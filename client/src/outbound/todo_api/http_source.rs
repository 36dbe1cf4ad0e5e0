//! Reqwest-backed adapter for the users/todos REST API.
//!
//! This adapter owns transport details only: URL construction, the request
//! deadline, HTTP status classification and payload validation. Ordering,
//! ownership filtering and retries live in `RemoteClient`.

use std::time::Duration;

use async_trait::async_trait;
use reqwest::{Client, RequestBuilder, StatusCode, Url};
use thiserror::Error;
use tracing::debug;

use super::dto::{TaskDto, parse_task, parse_tasks, parse_users};
use crate::domain::ports::{FetchError, TodoApi};
use crate::domain::{Task, User, UserId};

const DEFAULT_USER_AGENT: &str = concat!("taskboard/", env!("CARGO_PKG_VERSION"));

/// Errors raised while building a [`TodoHttpSource`].
#[derive(Debug, Error)]
pub enum TodoHttpSourceBuildError {
    /// The reqwest client could not be constructed.
    #[error("failed to build HTTP client: {0}")]
    Client(#[from] reqwest::Error),
    /// The base URL cannot carry path segments.
    #[error("base URL {url} cannot be used as an API root")]
    InvalidBaseUrl {
        /// Offending URL.
        url: String,
    },
}

/// `TodoApi` implementation issuing one HTTP request per call.
pub struct TodoHttpSource {
    client: Client,
    base_url: Url,
    timeout: Duration,
}

impl TodoHttpSource {
    /// Build an adapter rooted at `base_url` with a per-request deadline.
    ///
    /// # Errors
    ///
    /// Returns [`TodoHttpSourceBuildError`] when the client cannot be built
    /// or `base_url` cannot take path segments (`mailto:`, `data:`).
    pub fn new(base_url: Url, timeout: Duration) -> Result<Self, TodoHttpSourceBuildError> {
        if base_url.cannot_be_a_base() {
            return Err(TodoHttpSourceBuildError::InvalidBaseUrl {
                url: base_url.to_string(),
            });
        }
        let client = Client::builder().user_agent(DEFAULT_USER_AGENT).build()?;
        Ok(Self {
            client,
            base_url,
            timeout,
        })
    }

    fn endpoint(&self, segments: &[&str]) -> Url {
        let mut url = self.base_url.clone();
        if let Ok(mut path) = url.path_segments_mut() {
            path.pop_if_empty().extend(segments);
        }
        url
    }

    /// Send `request`, racing it against the deadline, and return the body
    /// of a successful response.
    async fn execute(&self, request: RequestBuilder, resource: &Url) -> Result<Vec<u8>, FetchError> {
        let exchange = async {
            let response = request
                .header(reqwest::header::ACCEPT, "application/json")
                .send()
                .await
                .map_err(map_transport_error)?;
            let status = response.status();
            let body = response.bytes().await.map_err(map_transport_error)?;
            Ok::<_, FetchError>((status, body))
        };
        let (status, body) = tokio::time::timeout(self.timeout, exchange)
            .await
            .map_err(|_| {
                FetchError::network(format!(
                    "request to {} timed out after {}ms",
                    resource.path(),
                    self.timeout.as_millis()
                ))
            })??;
        debug!(path = resource.path(), status = status.as_u16(), bytes = body.len(), "response received");
        if !status.is_success() {
            return Err(map_status_error(status, resource, body.as_ref()));
        }
        Ok(body.to_vec())
    }
}

#[async_trait]
impl TodoApi for TodoHttpSource {
    async fn fetch_users(&self) -> Result<Vec<User>, FetchError> {
        let url = self.endpoint(&["users"]);
        let body = self.execute(self.client.get(url.clone()), &url).await?;
        parse_users(&body)
    }

    async fn fetch_tasks_for_user(&self, user: UserId) -> Result<Vec<Task>, FetchError> {
        let url = self.endpoint(&["users", &user.to_string(), "todos"]);
        let body = self.execute(self.client.get(url.clone()), &url).await?;
        parse_tasks(&body)
    }

    async fn put_task(&self, task: &Task) -> Result<Task, FetchError> {
        let url = self.endpoint(&["todos", &task.id.to_string()]);
        let request = self.client.put(url.clone()).json(&TaskDto::from(task));
        let body = self.execute(request, &url).await?;
        parse_task(&body)
    }
}

fn map_transport_error(error: reqwest::Error) -> FetchError {
    if error.is_timeout() {
        FetchError::network(format!("request timed out: {error}"))
    } else {
        FetchError::network(error.to_string())
    }
}

fn map_status_error(status: StatusCode, resource: &Url, body: &[u8]) -> FetchError {
    match status {
        StatusCode::NOT_FOUND => FetchError::not_found(resource.path()),
        StatusCode::UNAUTHORIZED | StatusCode::FORBIDDEN => {
            FetchError::unauthorized(status.as_u16())
        }
        _ => FetchError::server_fault(status.as_u16(), body_preview(body)),
    }
}

fn body_preview(body: &[u8]) -> String {
    const PREVIEW_CHAR_LIMIT: usize = 160;

    let compact = String::from_utf8_lossy(body)
        .split_whitespace()
        .collect::<Vec<_>>()
        .join(" ");
    let preview = compact.chars().take(PREVIEW_CHAR_LIMIT).collect::<String>();
    if compact.chars().count() > PREVIEW_CHAR_LIMIT {
        format!("{preview}...")
    } else {
        preview
    }
}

**The task**
Reproduce the listing word for word from its first line up to and including the line with "use async_trait::async_trait;". Give no other lines.

**Solution**
filename client/src/outbound/todo_api/http_source.rs
repository 36dbe1cf4ad0e5e0
//! Reqwest-backed adapter for the users/todos REST API.
//!
//! This adapter owns transport details only: URL construction, the request
//! deadline, HTTP status classification and payload validation. Ordering,
//! ownership filtering and retries live in `RemoteClient`.

use std::time::Duration;

use async_trait::async_trait;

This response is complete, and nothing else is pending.